Is there a simpler proof that $n^2 = O(2^n)$?

Question

I am wondering if there is a simpler proof that $n^2 = O(2^n)$ which doesn't involve several layers of induction. My proof is as follows (sorry for the bad formatting).

Proof: $n^2 = O(2^n)$

We will show that $\exists k,c \in \Bbb R_{>0} : \forall n>=k, f(n) <= c*g(n)$

Let $k=2$ and $c=1$.

Basis step: f(2) <= g(2). That is, 2^2 <= 2^2, or 4<=4. But 4 = 4, so f(2) <= g(2) is true. Inductive step: Assume f(p) <= g(p). That is, p^2 <= 2^p.
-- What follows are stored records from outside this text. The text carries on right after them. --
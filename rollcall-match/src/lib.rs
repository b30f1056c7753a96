//! Rollcall matching engine
//!
//! Reconciles an enrolled roster against session-call attendance: rule-based
//! candidate generation, a greedy one-to-one assignment and oracle
//! adjudication of every admitted candidate.

pub mod adjudication;
pub mod embedding;
pub mod ingest;
pub mod matching;
pub mod models;
pub mod reconcile;
pub mod report;
pub mod sources;

pub use adjudication::{Adjudication, Adjudicator, GeminiClient, OracleAdjudicator, RetryPolicy};
pub use matching::{Candidate, CandidateSelector, RuleSelector};
pub use models::{AttendanceResult, AttendanceStatus, AttendeeRecord, MatchMeta, MatchSource, MenteeRecord, Summary};
pub use reconcile::{MatchSettings, Reconciler, RunReport, RunState};
pub use sources::{AttendeeSource, RosterSource};
//! Name canonicalization and variation extraction

/// Program tags that may follow a name, e.g. `Klaudio_AI`, `bella_Web Dev`
const PROGRAM_TAGS: [&str; 3] = ["_web", "_ai", "_artificial"];

/// Canonicalize a raw name
///
/// Lower-cases, strips everything outside `[a-z0-9]` and whitespace, then
/// collapses whitespace runs to a single space and trims. Idempotent.
pub fn normalize(name: &str) -> String {
    let kept: String = name
        .to_lowercase()
        .chars()
        .filter(|c| c.is_ascii_lowercase() || c.is_ascii_digit() || c.is_whitespace())
        .collect();

    kept.split_whitespace().collect::<Vec<_>>().join(" ")
}

/// Normalized alternate renderings of a name
///
/// Always contains `normalize(raw)`. Adds, when they carry information:
/// - the lone token of a single-token name (length > 2)
/// - the prefix before a program tag
/// - the first parenthetical group (length > 2)
///
/// Deduplicated; order is not significant to callers.
pub fn variations(raw: &str) -> Vec<String> {
    let mut out = vec![normalize(raw)];

    let parts: Vec<&str> = raw
        .split(|c: char| c == '_' || c == '-' || c.is_whitespace())
        .filter(|p| !p.is_empty())
        .collect();
    if let [single] = parts.as_slice() {
        let token = normalize(single);
        if token.len() > 2 {
            push_unique(&mut out, token);
        }
    }

    if let Some(prefix) = before_program_tag(raw) {
        push_unique(&mut out, normalize(prefix));
    }

    if let Some(inner) = first_parenthetical(raw) {
        let nickname = normalize(inner);
        if nickname.len() > 2 {
            push_unique(&mut out, nickname);
        }
    }

    out
}

fn push_unique(out: &mut Vec<String>, value: String) {
    if !out.contains(&value) {
        out.push(value);
    }
}

/// Substring preceding the earliest case-insensitive program tag
fn before_program_tag(raw: &str) -> Option<&str> {
    // ASCII lowering keeps byte offsets aligned with `raw`.
    let lowered = raw.to_ascii_lowercase();
    PROGRAM_TAGS
        .iter()
        .filter_map(|tag| lowered.find(tag))
        .min()
        .map(|idx| &raw[..idx])
}

/// Content of the first `( ... )` group with at least one character inside
fn first_parenthetical(raw: &str) -> Option<&str> {
    for (open, _) in raw.match_indices('(') {
        let rest = &raw[open + 1..];
        match rest.find(')') {
            Some(0) => continue,
            Some(close) => return Some(&rest[..close]),
            None => return None,
        }
    }
    None
}

#[cfg(test)]
mod tests {
    use super::*;

    fn sorted(mut v: Vec<String>) -> Vec<String> {
        v.sort();
        v
    }

    #[test]
    fn test_normalize_basic() {
        assert_eq!(normalize("  FAUZAN   Dwi_Nugroho!! "), "fauzan dwinugroho");
        assert_eq!(normalize("Klaudio P.H"), "klaudio ph");
        assert_eq!(normalize("Bela (Bella) Putri"), "bela bella putri");
        assert_eq!(normalize("___"), "");
        assert_eq!(normalize(""), "");
    }

    #[test]
    fn test_normalize_idempotent() {
        for s in [
            "Klaudio_AI",
            "  M. Rizky\t(Iki) ",
            "ÉLODIE-Marie",
            "123 abc___DEF",
            "",
            "\u{00A0}Adina\u{00A0}Fadillah",
        ] {
            let once = normalize(s);
            assert_eq!(normalize(&once), once, "not idempotent for {:?}", s);
        }
    }

    #[test]
    fn test_variations_single_token_with_tag() {
        // Two parts, so only the program-tag rule contributes
        let v = sorted(variations("Klaudio_AI"));
        assert_eq!(v, vec!["klaudio".to_string(), "klaudioai".to_string()]);
    }

    #[test]
    fn test_variations_single_token_name() {
        assert_eq!(variations("adinafadillah"), vec!["adinafadillah".to_string()]);
        // Short single token is not added twice and not filtered from the base
        assert_eq!(variations("Al"), vec!["al".to_string()]);
    }

    #[test]
    fn test_variations_program_tag_case_insensitive() {
        let v = variations("bella_Web Dev");
        assert!(v.contains(&"bellaweb dev".to_string()));
        assert!(v.contains(&"bella".to_string()));

        let v = variations("Rina_Artificial Intelligence");
        assert!(v.contains(&"rina".to_string()));
    }

    #[test]
    fn test_variations_parenthetical() {
        let v = variations("Muhammad Rizky (Iki)");
        assert_eq!(v, vec!["muhammad rizky iki".to_string(), "iki".to_string()]);

        let v = variations("Bela Putri (Bella)");
        assert!(v.contains(&"bella".to_string()));

        // Empty group is skipped in favour of the next one
        let v = variations("A () B (Nana)");
        assert!(v.contains(&"nana".to_string()));
    }

    #[test]
    fn test_variations_always_contain_normalized() {
        for raw in ["Klaudio P.H", "x", "FAUZAN DWI NUGROHO_Web", "(Bob)"] {
            assert!(variations(raw).contains(&normalize(raw)));
        }
    }

    #[test]
    fn test_variations_deduplicated() {
        let v = variations("Bella_Web");
        let mut unique = v.clone();
        unique.sort();
        unique.dedup();
        assert_eq!(v.len(), unique.len());
    }
}
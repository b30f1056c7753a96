//! Instruction text sent to the oracle
//!
//! The wording encodes the matching policy: component overlap threshold,
//! ignored suffixes, Indonesian abbreviation equivalences, confidence bands
//! and the null-forcing rule. Changing it changes adjudication behavior.

/// Confidence at or below which the oracle must answer `bestMatch = null`
pub const NULL_CONFIDENCE_CEILING: f64 = 0.6;

/// Render the adjudication instruction for one request
pub fn build_prompt(target: &str, candidates: &[String]) -> String {
    let candidates_json =
        serde_json::to_string(candidates).unwrap_or_else(|_| "[]".to_string());
    // Escaped so the oracle can echo it back verbatim inside JSON
    let target_json = serde_json::to_string(target).unwrap_or_else(|_| "\"\"".to_string());

    format!(
        r#"You are an expert at matching Indonesian names. Given a Zoom participant name and candidate mentee names, select the best match.

Zoom name: {target_json}
Candidates: {candidates_json}

STRICT MATCHING RULES:
1. Names must have substantial overlap, not just common words like "Dwi", "Muhammad", "Putri"
2. At least 60% of the meaningful name components must match or be variations of each other
3. Consider the full name structure, not just individual words
4. Ignore program suffixes such as "_Web", "_AI", "Web Development" and parenthetical nicknames "(nickname)"
5. Treat these Indonesian name variations as equivalent: "Muhammad/Muh./M/Mhd", "Dwi/Dwy", "Bella/Bela"
6. Consider name order variations and nicknames

POSITIVE EXAMPLES (good matches):
- "Klaudio_AI" -> "Klaudio P.H" (same first name + initial)
- "adinafadillah" -> "Adina Fadillah Balqis" (first + middle name match)
- "bella_Web Dev" -> "Bela Putri Carolian" (nickname variation)
- "FAUZAN DWI NUGROHO_Web" -> "Fauzan Dwi Nugroho" (exact match)

NEGATIVE EXAMPLES (bad matches to avoid):
- "Indri Dwi Lestari" -> "Muhammad Trio Novrian" (only "Dwi" in common)
- "Indri Dwi Lestari" -> "Fauzan Dwi Nugroho" (only "Dwi" in common)
- "Alya Massardi" -> "Alyion Nita" (only the "Aly" prefix in common)
- "Vebri Pratama" -> "Agnes Monika" (completely different)
- "Deny Wahyu" -> "Vanessa" (no meaningful overlap)

CONFIDENCE SCORING:
- 0.9-1.0: exact or very close match (same person, different format)
- 0.7-0.8: strong match with clear name variations
- 0.5-0.6: possible match but uncertain
- 0.0-0.4: poor match, likely different people

If confidence <= {ceiling} OR only common words like "Muhammad", "Putri", "Dwi", "Ahmad" match, set bestMatch to null.
Require at least 2 meaningful name components to correspond. Before deciding, check that the first names actually match, that at least 2 components correspond, and that this is likely the same person with different formatting. If any answer is "no" or "uncertain", set bestMatch to null.

bestMatch must be copied exactly from the Candidates list, or be null.

Return a single JSON object and nothing else:
{{"zoomName": {target_json}, "bestMatch": "exact_candidate_or_null", "confidence": 0.0, "reason": "short explanation", "matchType": "exact|nickname|spelling|order-variant|token-trim|ai-inferred"}}
"#,
        target_json = target_json,
        candidates_json = candidates_json,
        ceiling = NULL_CONFIDENCE_CEILING,
    )
}

#[cfg(test)]
mod tests {
    use super::*;

    #[test]
    fn test_prompt_embeds_request() {
        let prompt = build_prompt("Klaudio P.H", &["Klaudio_AI".to_string()]);
        assert!(prompt.contains("Zoom name: \"Klaudio P.H\""));
        assert!(prompt.contains("Candidates: [\"Klaudio_AI\"]"));
        assert!(prompt.contains("{\"zoomName\": \"Klaudio P.H\""));
    }

    #[test]
    fn test_prompt_encodes_policy() {
        let prompt = build_prompt("x", &[]);
        assert!(prompt.contains("60%"));
        assert!(prompt.contains("Muhammad/Muh./M/Mhd"));
        assert!(prompt.contains("0.9-1.0"));
        assert!(prompt.contains("0.0-0.4"));
        assert!(prompt.contains("If confidence <= 0.6"));
        assert!(prompt.contains("Candidates: []"));
    }

    #[test]
    fn test_prompt_escapes_quotes() {
        let prompt = build_prompt("Budi \"Bud\" S", &[]);
        assert!(prompt.contains(r#"Zoom name: "Budi \"Bud\" S""#));
    }
}
//! Rule-based matching heuristics
//!
//! Normalizer → Similarity Scorer → Candidate Selector. Everything here is
//! pure and synchronous apart from the `CandidateSelector` seam.

pub mod candidate;
pub mod normalize;
pub mod similarity;

pub use candidate::{best_match, Candidate, CandidateSelector, RuleSelector};
pub use normalize::{normalize, variations};
pub use similarity::similarity;
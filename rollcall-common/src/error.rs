//! Common error types for rollcall

use thiserror::Error;

/// Common result type for rollcall operations
pub type Result<T> = std::result::Result<T, Error>;

/// Common error types across rollcall crates
///
/// `InvalidInput` and `Config` raised by sources or startup fail the run.
/// `Oracle` is recoverable at the mentee boundary.
#[derive(Error, Debug)]
pub enum Error {
    /// I/O operation error (wraps std::io::Error)
    #[error("IO error: {0}")]
    Io(#[from] std::io::Error),

    /// Configuration loading or validation error (including missing credentials)
    #[error("Configuration error: {0}")]
    Config(String),

    /// Malformed roster or attendance data
    #[error("Invalid input: {0}")]
    InvalidInput(String),

    /// External oracle (language model) failure
    #[error("Oracle error: {0}")]
    Oracle(String),

    /// Embedding cache error
    #[error("Cache error: {0}")]
    Cache(String),

    /// Database operation error (wraps sqlx::Error)
    #[error("Database error: {0}")]
    Database(#[from] sqlx::Error),

    /// Internal error
    #[error("Internal error: {0}")]
    Internal(String),
}

impl Error {
    /// Whether this error points at bad input or a defect rather than a
    /// flaky external service
    ///
    /// The reconciliation loop still isolates such errors to the mentee that
    /// raised them; they are logged at `error` instead of `warn`.
    pub fn is_unexpected(&self) -> bool {
        matches!(
            self,
            Error::Config(_) | Error::InvalidInput(_) | Error::Io(_) | Error::Internal(_)
        )
    }
}

#[cfg(test)]
mod tests {
    use super::*;

    #[test]
    fn test_unexpected_classification() {
        assert!(Error::Config("missing key".to_string()).is_unexpected());
        assert!(Error::InvalidInput("line 3".to_string()).is_unexpected());
        assert!(!Error::Oracle("timeout".to_string()).is_unexpected());
        assert!(!Error::Cache("corrupt".to_string()).is_unexpected());
    }

    #[test]
    fn test_display_includes_detail() {
        let err = Error::InvalidInput("roster.csv line 4: empty 'name'".to_string());
        assert_eq!(
            err.to_string(),
            "Invalid input: roster.csv line 4: empty 'name'"
        );
    }
}
//! Candidate selection: best pool entry for one target name

use super::normalize::variations;
use super::similarity::similarity;
use async_trait::async_trait;
use rollcall_common::Result;
use serde::Serialize;

/// Top-scoring pool entry
#[derive(Debug, Clone, PartialEq, Serialize)]
pub struct Candidate {
    pub name: String,
    pub score: f64,
}

/// Candidate generator seam
///
/// The reconciliation loop only needs the single best `(name, score)` pair;
/// implementations differ in how they score.
#[async_trait]
pub trait CandidateSelector: Send + Sync {
    /// Selector name for provenance in logs
    fn name(&self) -> &'static str;

    /// Best entry of `pool` for `target`, or `None` when `pool` is empty
    async fn best_match(&self, target: &str, pool: &[String]) -> Result<Option<Candidate>>;
}

/// Variation-expanded rule-based selector (the default path)
#[derive(Debug, Clone, Copy, Default)]
pub struct RuleSelector;

#[async_trait]
impl CandidateSelector for RuleSelector {
    fn name(&self) -> &'static str {
        "rule"
    }

    async fn best_match(&self, target: &str, pool: &[String]) -> Result<Option<Candidate>> {
        Ok(best_match(target, pool))
    }
}

/// Best pool entry by rule-based similarity
///
/// Each entry scores the maximum of `similarity` over the cross product of
/// target variations and its own variations. The strict maximum wins; ties
/// keep the first entry in pool order.
pub fn best_match<S: AsRef<str>>(target: &str, pool: &[S]) -> Option<Candidate> {
    let target_variations = variations(target);
    let mut best: Option<Candidate> = None;

    for entry in pool {
        let entry = entry.as_ref();
        let entry_variations = variations(entry);

        let score = target_variations
            .iter()
            .flat_map(|t| entry_variations.iter().map(move |e| similarity(t, e)))
            .fold(f64::NEG_INFINITY, f64::max);

        if best.as_ref().map_or(true, |b| score > b.score) {
            best = Some(Candidate {
                name: entry.to_string(),
                score,
            });
        }
    }

    best
}
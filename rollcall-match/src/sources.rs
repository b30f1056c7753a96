//! Record sources feeding a reconciliation run
//!
//! Sources must be fully materialized before matching begins; a load error
//! fails the whole run.

use crate::models::{AttendeeRecord, MenteeRecord};
use async_trait::async_trait;
use rollcall_common::Result;

/// Supplies the roster in a stable order
#[async_trait]
pub trait RosterSource: Send + Sync {
    async fn load(&self) -> Result<Vec<MenteeRecord>>;
}

/// Supplies session-call attendance records
#[async_trait]
pub trait AttendeeSource: Send + Sync {
    async fn load(&self) -> Result<Vec<AttendeeRecord>>;
}

#[async_trait]
impl RosterSource for Vec<MenteeRecord> {
    async fn load(&self) -> Result<Vec<MenteeRecord>> {
        Ok(self.clone())
    }
}

#[async_trait]
impl AttendeeSource for Vec<AttendeeRecord> {
    async fn load(&self) -> Result<Vec<AttendeeRecord>> {
        Ok(self.clone())
    }
}
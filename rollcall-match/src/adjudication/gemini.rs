//! Gemini API Client
//!
//! Generative calls back the [`Oracle`] transport; batch embedding calls back
//! the alternative embedding candidate selector.
//!
//! # API Reference
//! - `POST {endpoint}/models/{model}:generateContent`
//! - `POST {endpoint}/models/{model}:batchEmbedContents`
//! - Credential travels in the `x-goog-api-key` header

use super::{Oracle, OracleError};
use async_trait::async_trait;
use reqwest::Client;
use rollcall_common::config::OracleConfig;
use rollcall_common::{Error, Result};
use serde::{Deserialize, Serialize};
use std::time::Duration;
use tracing::debug;

const API_KEY_HEADER: &str = "x-goog-api-key";

/// Gemini client
pub struct GeminiClient {
    http_client: Client,
    api_key: String,
    endpoint: String,
    model: String,
    embedding_model: String,
    temperature: f32,
}

impl GeminiClient {
    /// Create client from oracle configuration
    ///
    /// # Errors
    /// Returns `Error::Config` for a blank key or when the HTTP client cannot be built
    pub fn new(api_key: impl Into<String>, config: &OracleConfig) -> Result<Self> {
        let api_key = api_key.into();
        if api_key.trim().is_empty() {
            return Err(Error::Config("Gemini API key is empty".to_string()));
        }

        let http_client = Client::builder()
            .timeout(Duration::from_secs(config.timeout_secs))
            .build()
            .map_err(|e| Error::Config(format!("Failed to create HTTP client: {}", e)))?;

        Ok(Self {
            http_client,
            api_key,
            endpoint: config.endpoint.trim_end_matches('/').to_string(),
            model: config.model.clone(),
            embedding_model: config.embedding_model.clone(),
            temperature: config.temperature,
        })
    }

    pub fn model(&self) -> &str {
        &self.model
    }

    fn generate_url(&self) -> String {
        format!("{}/models/{}:generateContent", self.endpoint, self.model)
    }

    fn embed_url(&self) -> String {
        format!("{}/models/{}:batchEmbedContents", self.endpoint, self.embedding_model)
    }

    fn generate_request(&self, prompt: &str) -> GenerateContentRequest {
        GenerateContentRequest {
            contents: vec![Content::user(prompt)],
            generation_config: GenerationConfig {
                temperature: self.temperature,
                response_mime_type: "application/json".to_string(),
            },
        }
    }

    fn embed_request(&self, texts: &[String]) -> BatchEmbedRequest {
        BatchEmbedRequest {
            requests: texts
                .iter()
                .map(|text| EmbedRequest {
                    model: format!("models/{}", self.embedding_model),
                    content: Content::user(text),
                })
                .collect(),
        }
    }

    async fn post_json<B: Serialize, R: for<'de> Deserialize<'de>>(
        &self,
        url: &str,
        body: &B,
    ) -> std::result::Result<R, OracleError> {
        let response = self
            .http_client
            .post(url)
            .header(API_KEY_HEADER, self.api_key.as_str())
            .json(body)
            .send()
            .await
            .map_err(|e| OracleError::Network(format!("Gemini request failed: {}", e)))?;

        let status = response.status();
        if !status.is_success() {
            let body = response.text().await.unwrap_or_default();
            return Err(OracleError::Api {
                status: status.as_u16(),
                body,
            });
        }

        response
            .json::<R>()
            .await
            .map_err(|e| OracleError::Parse(format!("Failed to parse Gemini response: {}", e)))
    }

    /// Embed texts in one batch call; one vector per input, in input order
    pub async fn batch_embed(&self, texts: &[String]) -> std::result::Result<Vec<Vec<f32>>, OracleError> {
        if texts.is_empty() {
            return Ok(Vec::new());
        }

        debug!(model = %self.embedding_model, count = texts.len(), "Requesting embeddings");

        let response: BatchEmbedResponse =
            self.post_json(&self.embed_url(), &self.embed_request(texts)).await?;

        if response.embeddings.len() != texts.len() {
            return Err(OracleError::Invalid(format!(
                "expected {} embeddings, got {}",
                texts.len(),
                response.embeddings.len()
            )));
        }

        Ok(response.embeddings.into_iter().map(|e| e.values).collect())
    }
}

#[async_trait]
impl Oracle for GeminiClient {
    async fn generate(&self, prompt: &str) -> std::result::Result<String, OracleError> {
        debug!(model = %self.model, prompt_len = prompt.len(), "Querying Gemini");

        let response: GenerateContentResponse = self
            .post_json(&self.generate_url(), &self.generate_request(prompt))
            .await?;

        extract_text(response)
    }
}

/// Concatenate the text parts of the first candidate
fn extract_text(response: GenerateContentResponse) -> std::result::Result<String, OracleError> {
    let text: String = response
        .candidates
        .into_iter()
        .next()
        .and_then(|c| c.content)
        .map(|content| content.parts.into_iter().map(|p| p.text).collect())
        .unwrap_or_default();

    let text = text.trim();
    if text.is_empty() {
        return Err(OracleError::EmptyResponse);
    }
    Ok(text.to_string())
}

// ============================================================================
// Gemini API Types
// ============================================================================

#[derive(Debug, Serialize)]
#[serde(rename_all = "camelCase")]
struct GenerateContentRequest {
    contents: Vec<Content>,
    generation_config: GenerationConfig,
}

#[derive(Debug, Serialize)]
#[serde(rename_all = "camelCase")]
struct GenerationConfig {
    temperature: f32,
    response_mime_type: String,
}

#[derive(Debug, Serialize, Deserialize)]
struct Content {
    #[serde(default, skip_serializing_if = "Option::is_none")]
    role: Option<String>,
    #[serde(default)]
    parts: Vec<Part>,
}

impl Content {
    fn user(text: &str) -> Self {
        Self {
            role: Some("user".to_string()),
            parts: vec![Part {
                text: text.to_string(),
            }],
        }
    }
}

#[derive(Debug, Serialize, Deserialize)]
struct Part {
    #[serde(default)]
    text: String,
}

#[derive(Debug, Deserialize)]
struct GenerateContentResponse {
    #[serde(default)]
    candidates: Vec<ResponseCandidate>,
}

#[derive(Debug, Deserialize)]
struct ResponseCandidate {
    content: Option<Content>,
}

#[derive(Debug, Serialize)]
struct BatchEmbedRequest {
    requests: Vec<EmbedRequest>,
}

#[derive(Debug, Serialize)]
struct EmbedRequest {
    model: String,
    content: Content,
}

#[derive(Debug, Deserialize)]
struct BatchEmbedResponse {
    #[serde(default)]
    embeddings: Vec<Embedding>,
}

#[derive(Debug, Deserialize)]
struct Embedding {
    #[serde(default)]
    values: Vec<f32>,
}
Equivalently, we have 2*p^2 <= 2*(2^p).
Consider the statement "f(p+1) <= g(p+1)". That is, "(p+1)^2 <= 2^(p+1). Equivalently, this is "p^2 + 2p + 1 <= 2*(2^p)".
Since 2*p^2 <= 2*(2^p) is true, if we show that p^2 + 2p + 1 <= 2*p^2, we have "p^2 + 2p + 1 <= 2*(2^p)" by transitivity of the inequality relation.
    We will show that p^2 + 2p + 1 <= 2*p^2.
    Subtracting p^2 from both sides, we equivalently have 2p + 1 <= p^2.
        We will show that 2p + 1 <= p^2 for all p >= 3.
        Basis step: 2*3 + 1 <= 3*3, or 7 <= 9, which is true
        Inductive step: Assume 2p + 1 <= p^2
        Consider the statement "2(p + 1) + 1 <= (p+1)^2", or "2p + 3 <= p^2 + 2p + 1", or subtracting 2p + 1, "2 <= p^2".
        Since "2p + 1 <= p^2" is true, if we show that "2 <= 2p + 1" is true, we have "2 <= p^2".
            We will show that "2 <= 2p + 1" for all p>=4
            Basis step: 2 <= 2*4 + 1, or 2 <= 9, which is true
            Inductive step: Assume 2 <= 2p + 1.
            Consider the statement "2 <= 2(p + 1) + 1", or "2 <= 2p + 3", or "0 <= 2p + 1".
            Since "2 <= 2p + 1" is true, if we show that "0 <= 2" is true, we have "0 <= 2p + 1".
            But 0 < 2.
            Q.E.D.
        Q.E.D.
    Q.E.D
We have p^2 + 2p + 1 <= 2*(2^p). That is, "f(p+1) <= g(p+1)".
Thus, if f(p) <= g(p), then f(p+1) <= g(p+1).
We have completed the inductive step, so for all n >= 2, n^2 <= 1*2^n. Q.E.D.

Answer 1

Inductive step:

$n^2 + 2n + 1 \le 2\cdot 2^n = 2^n + 2^n$

By the inductive hypothesis, the first $2^n > n^2$ and the other $2^n > n^2 > 2n + 1$ so sum both to get $2^{n+1} = 2^n + 2^n > n^2 + 2n + 1 = (n+1)^2 $ QED

Answer 2

$$4\le\sqrt2^4.$$

For $n\ge4$, $n+1<\sqrt2n$, so that $$n\le\sqrt2^n\implies n+1<\sqrt2n\le\sqrt2\sqrt2^n.$$

Squaring,

$$n^2\le2^n\implies(n+1)^2\le2^{n+1}.$$

Answer 3

It is a fundamental principle of set theory that $|S|<\bigl|{\cal P}(S)\bigr|$ for any set $S$. This implies $m<2^m$ for all $m\geq0$. For given $n\geq0$ we therefore have $${n\over2}\leq\left\lceil{n\over2}\right\rceil<2^{\lceil n/2\rceil}<2^{{n\over2}+1}\ .$$ From this we immediately obtain $$n^2\leq 16\cdot 2^n\qquad(n\geq0)\ .$$